# DIRECTIONS:
Scan the records below for the line containing "fn push(&self, repo: &Path, branch: &str)" and the line containing "fn tag(&self, repo: &Path, name: &str, message: &str)". Copy both, plus every line between, exactly.

# THE DATA:
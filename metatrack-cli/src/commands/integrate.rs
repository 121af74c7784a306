//! `metatrack integrate merge|rebase|resume|discard|status`

use std::path::Path;

use anyhow::{Context, Result};
use clap::Subcommand;
use colored::Colorize;
use serde::Serialize;

use metatrack_core::{EnvironmentName, IntegrationBranch};
use metatrack_sync::{self as sync, IntegrationOutcome, SyncContext, SyncError};

#[derive(Subcommand, Debug)]
pub enum IntegrateCommand {
    /// Merge `source`'s branch into `dest`, deploy the difference to `dest`'s
    /// org and promote it.
    Merge { source: String, dest: String },

    /// Bring production's changes into `org`.
    Rebase { org: String },

    /// Finish a pending integration after fixing the destination org.
    Resume { dest: String },

    /// Drop a pending integration and unlock both environments.
    Discard { dest: String },

    /// Show the pending integration into `dest`, if any.
    Status {
        dest: String,
        /// Emit machine-readable JSON.
        #[arg(long)]
        json: bool,
    },
}

pub fn run(home: &Path, cmd: IntegrateCommand) -> Result<()> {
    let ctx = super::context(home)?;
    match cmd {
        IntegrateCommand::Merge { source, dest } => {
            let outcome = sync::integrate(&ctx, &source.as_str().into(), &dest.as_str().into())
                .map_err(explain)
                .with_context(|| format!("integration of '{source}' into '{dest}' failed"))?;
            print_outcome(&outcome);
        }
        IntegrateCommand::Rebase { org } => {
            let outcome = sync::rebase(&ctx, &org.as_str().into())
                .map_err(explain)
                .with_context(|| format!("rebase of '{org}' failed"))?;
            print_outcome(&outcome);
        }
        IntegrateCommand::Resume { dest } => {
            let outcome = sync::resume(&ctx, &dest.as_str().into())
                .map_err(explain)
                .with_context(|| format!("resuming integration into '{dest}' failed"))?;
            print_outcome(&outcome);
        }
        IntegrateCommand::Discard { dest } => {
            let record = sync::discard(&ctx, &dest.as_str().into())
                .with_context(|| format!("discarding integration into '{dest}' failed"))?;
            println!("✓ Discarded {}", record.name);
            println!("  '{}' and '{}' are unlocked", record.source, record.dest);
        }
        IntegrateCommand::Status { dest, json } => status(&ctx, &dest.as_str().into(), json)?,
    }
    Ok(())
}

/// Attach the way forward to errors that leave an integration pending.
fn explain(err: SyncError) -> anyhow::Error {
    match &err {
        SyncError::DeployFailure { org, .. } => {
            let hint = format!(
                "fix the org, then run `metatrack integrate resume {org}` or `metatrack integrate discard {org}`"
            );
            anyhow::Error::new(err).context(hint)
        }
        SyncError::IntegrationPending { dest, .. } => {
            let hint = format!("run `metatrack integrate resume {dest}` or `metatrack integrate discard {dest}`");
            anyhow::Error::new(err).context(hint)
        }
        _ => anyhow::Error::new(err),
    }
}

fn print_outcome(outcome: &IntegrationOutcome) {
    println!("✓ Integrated via {}", outcome.branch);
    println!("  tagged {}", outcome.tag);
    if outcome.deleted.is_empty() && outcome.deployed.is_empty() {
        println!("  nothing to deploy");
        return;
    }
    for obj in &outcome.deleted {
        println!("  {} {}:{}", "-".red(), obj.object_type, obj.full_name);
    }
    for obj in &outcome.deployed {
        println!("  {} {}:{}", "+".green(), obj.object_type, obj.full_name);
    }
}

#[derive(Serialize)]
struct StatusJson<'a> {
    dest: &'a str,
    pending: Option<&'a IntegrationBranch>,
}

fn status(ctx: &SyncContext, dest: &EnvironmentName, json: bool) -> Result<()> {
    let pending = sync::status(ctx, dest)?;
    if json {
        let payload = StatusJson {
            dest: &dest.0,
            pending: pending.as_ref(),
        };
        println!(
            "{}",
            serde_json::to_string_pretty(&payload).context("failed to serialize status")?
        );
        return Ok(());
    }
    match pending {
        None => println!("No integration pending for '{dest}'."),
        Some(record) => {
            println!("{} {}", "PENDING".yellow().bold(), record.name);
            println!("  source:     {}", record.source);
            println!("  started:    {}", record.created_at.to_rfc3339());
            println!("  forked at:  {}", record.pre_merge_ref);
            if let Some(tip) = &record.post_merge_ref {
                println!("  merged tip: {tip}");
            }
            println!("  deployed:   {}", record.is_deployed);
        }
    }
    Ok(())
}
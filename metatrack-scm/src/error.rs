//! Error types for metatrack-scm.

use std::path::PathBuf;

use thiserror::Error;

#[derive(Debug, Error)]
pub enum ScmError {
    /// The SCM executable could not be started.
    #[error("failed to run `{command}`: {source}")]
    Spawn {
        command: String,
        #[source]
        source: std::io::Error,
    },

    /// The command ran and exited non-zero.
    #[error("`{command}` failed: {stderr}")]
    Command { command: String, stderr: String },

    /// A merge stopped on conflicts. The working copy is left mid-merge.
    #[error("merge conflict in {} path(s): {}", .paths.len(), .paths.join(", "))]
    MergeConflict { paths: Vec<String> },

    /// Working-copy file operation failed.
    #[error("I/O error at {path}: {source}")]
    Io {
        path: PathBuf,
        #[source]
        source: std::io::Error,
    },

    /// Hosting API request failed.
    #[error("hosting API error: {0}")]
    Hosting(String),

    /// The hosting API token variable is not set.
    #[error("environment variable {var} is not set; it must hold the hosting API token")]
    MissingToken { var: String },

    /// SCM output could not be understood.
    #[error("unexpected output from `{command}`: {detail}")]
    Parse { command: String, detail: String },
}

pub(crate) fn io_err(path: impl Into<PathBuf>, source: std::io::Error) -> ScmError {
    ScmError::Io {
        path: path.into(),
        source,
    }
}
//! The version-control contract.

use std::fs;
use std::path::Path;

use serde::{Deserialize, Serialize};

use crate::error::{io_err, ScmError};

/// Commit author.
#[derive(Debug, Clone, PartialEq, Eq, Serialize, Deserialize)]
pub struct Author {
    pub name: String,
    pub email: String,
}

impl Author {
    pub fn new(name: &str, email: &str) -> Self {
        Self {
            name: name.to_owned(),
            email: email.to_owned(),
        }
    }
}

/// Which side of a branch deletion to perform.
#[derive(Debug, Clone, Copy, PartialEq, Eq)]
pub enum BranchScope {
    Local,
    Remote,
    Both,
}

impl BranchScope {
    pub fn local(self) -> bool {
        matches!(self, BranchScope::Local | BranchScope::Both)
    }

    pub fn remote(self) -> bool {
        matches!(self, BranchScope::Remote | BranchScope::Both)
    }
}

/// One path-level difference between two revisions.
#[derive(Debug, Clone, PartialEq, Eq, Serialize, Deserialize)]
#[serde(tag = "status", rename_all = "lowercase")]
pub enum PathChange {
    Added { path: String },
    Modified { path: String },
    Deleted { path: String },
    Renamed { from: String, to: String },
}

impl PathChange {
    /// The path as it exists after the change (the old path for deletions).
    pub fn path(&self) -> &str {
        match self {
            PathChange::Added { path } | PathChange::Modified { path } | PathChange::Deleted { path } => {
                path
            }
            PathChange::Renamed { to, .. } => to,
        }
    }
}

/// Operations on the shared remote repository and on local working copies.
///
/// `repo` arguments are working-copy directories. Remote branches live on
/// `origin`. File operations take repository-relative paths and default to
/// plain filesystem operations; backends override them only when the SCM
/// must be told about moves explicitly.
pub trait ScmAdapter: Send + Sync {
    // -----------------------------------------------------------------------
    // Remote repository
    // -----------------------------------------------------------------------

    fn repo_exists(&self, name: &str) -> Result<bool, ScmError>;

    fn create_remote_repository(&self, name: &str) -> Result<(), ScmError>;

    fn delete_remote_repository(&self, name: &str) -> Result<(), ScmError>;

    /// Clone the remote repository `name` into `dest` (which must not exist).
    fn clone_repository(&self, name: &str, dest: &Path) -> Result<(), ScmError>;

    // -----------------------------------------------------------------------
    // Branches and history
    // -----------------------------------------------------------------------

    /// Create `branch` at `start` (or on the current, possibly unborn, HEAD
    /// when `start` is `None`) and check it out.
    fn create_branch(&self, repo: &Path, branch: &str, start: Option<&str>) -> Result<(), ScmError>;

    fn checkout(&self, repo: &Path, branch: &str) -> Result<(), ScmError>;

    fn fetch(&self, repo: &Path, branch: &str) -> Result<(), ScmError>;

    /// Fast-forward the checked-out `branch` from `origin`.
    fn pull(&self, repo: &Path, branch: &str) -> Result<(), ScmError>;

    /// Merge `rev` into the checked-out branch with a merge commit. Conflicts
    /// yield [`ScmError::MergeConflict`] and leave the merge in progress.
    fn merge(&self, repo: &Path, rev: &str, message: &str) -> Result<(), ScmError>;

    fn abort_merge(&self, repo: &Path) -> Result<(), ScmError>;

    /// Commit id of HEAD.
    fn head(&self, repo: &Path) -> Result<String, ScmError>;

    /// Path-level changes between two revisions, with rename detection.
    fn diff_paths(&self, repo: &Path, from: &str, to: &str) -> Result<Vec<PathChange>, ScmError>;

    // -----------------------------------------------------------------------
    // Working-copy files
    // -----------------------------------------------------------------------

    fn add_file(&self, repo: &Path, rel: &str, source: &Path) -> Result<(), ScmError> {
        copy_into(repo, rel, source)
    }

    fn overwrite_file(&self, repo: &Path, rel: &str, source: &Path) -> Result<(), ScmError> {
        copy_into(repo, rel, source)
    }

    /// Remove a file. Returns whether it existed.
    fn delete_file(&self, repo: &Path, rel: &str) -> Result<bool, ScmError> {
        let path = repo.join(rel);
        match fs::remove_file(&path) {
            Ok(()) => Ok(true),
            Err(e) if e.kind() == std::io::ErrorKind::NotFound => Ok(false),
            Err(e) => Err(io_err(&path, e)),
        }
    }

    /// Move a file. Returns whether the source existed.
    fn rename_file(&self, repo: &Path, from: &str, to: &str) -> Result<bool, ScmError> {
        let src = repo.join(from);
        if !src.exists() {
            return Ok(false);
        }
        let dst = repo.join(to);
        if let Some(parent) = dst.parent() {
            fs::create_dir_all(parent).map_err(|e| io_err(parent, e))?;
        }
        fs::rename(&src, &dst).map_err(|e| io_err(&src, e))?;
        Ok(true)
    }

    // -----------------------------------------------------------------------
    // Recording and publishing
    // -----------------------------------------------------------------------

    fn stage_all(&self, repo: &Path) -> Result<(), ScmError>;

    /// Commit the staged tree, even when it is unchanged. Returns the new
    /// commit id.
    fn commit(&self, repo: &Path, message: &str, author: &Author) -> Result<String, ScmError>;

    /// Push `branch` to `origin`, setting upstream.
    fn push(&self, repo: &Path, branch: &str) -> Result<(), ScmError>;

    fn push_tags(&self, repo: &Path) -> Result<(), ScmError>;

    /// Annotated tag on HEAD.
    fn tag(&self, repo: &Path, name: &str, message: &str) -> Result<(), ScmError>;

    /// Delete a branch locally, on `origin`, or both. Absent branches are not
    /// an error.
    fn delete_branch(&self, repo: &Path, branch: &str, scope: BranchScope) -> Result<(), ScmError>;
}

fn copy_into(repo: &Path, rel: &str, source: &Path) -> Result<(), ScmError> {
    let dst = repo.join(rel);
    if let Some(parent) = dst.parent() {
        fs::create_dir_all(parent).map_err(|e| io_err(parent, e))?;
    }
    fs::copy(source, &dst).map_err(|e| io_err(source, e))?;
    Ok(())
}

# TASK SOLUTION:
    fn push(&self, repo: &Path, branch: &str) -> Result<(), ScmError>;

    fn push_tags(&self, repo: &Path) -> Result<(), ScmError>;

    /// Annotated tag on HEAD.
    fn tag(&self, repo: &Path, name: &str, message: &str) -> Result<(), ScmError>;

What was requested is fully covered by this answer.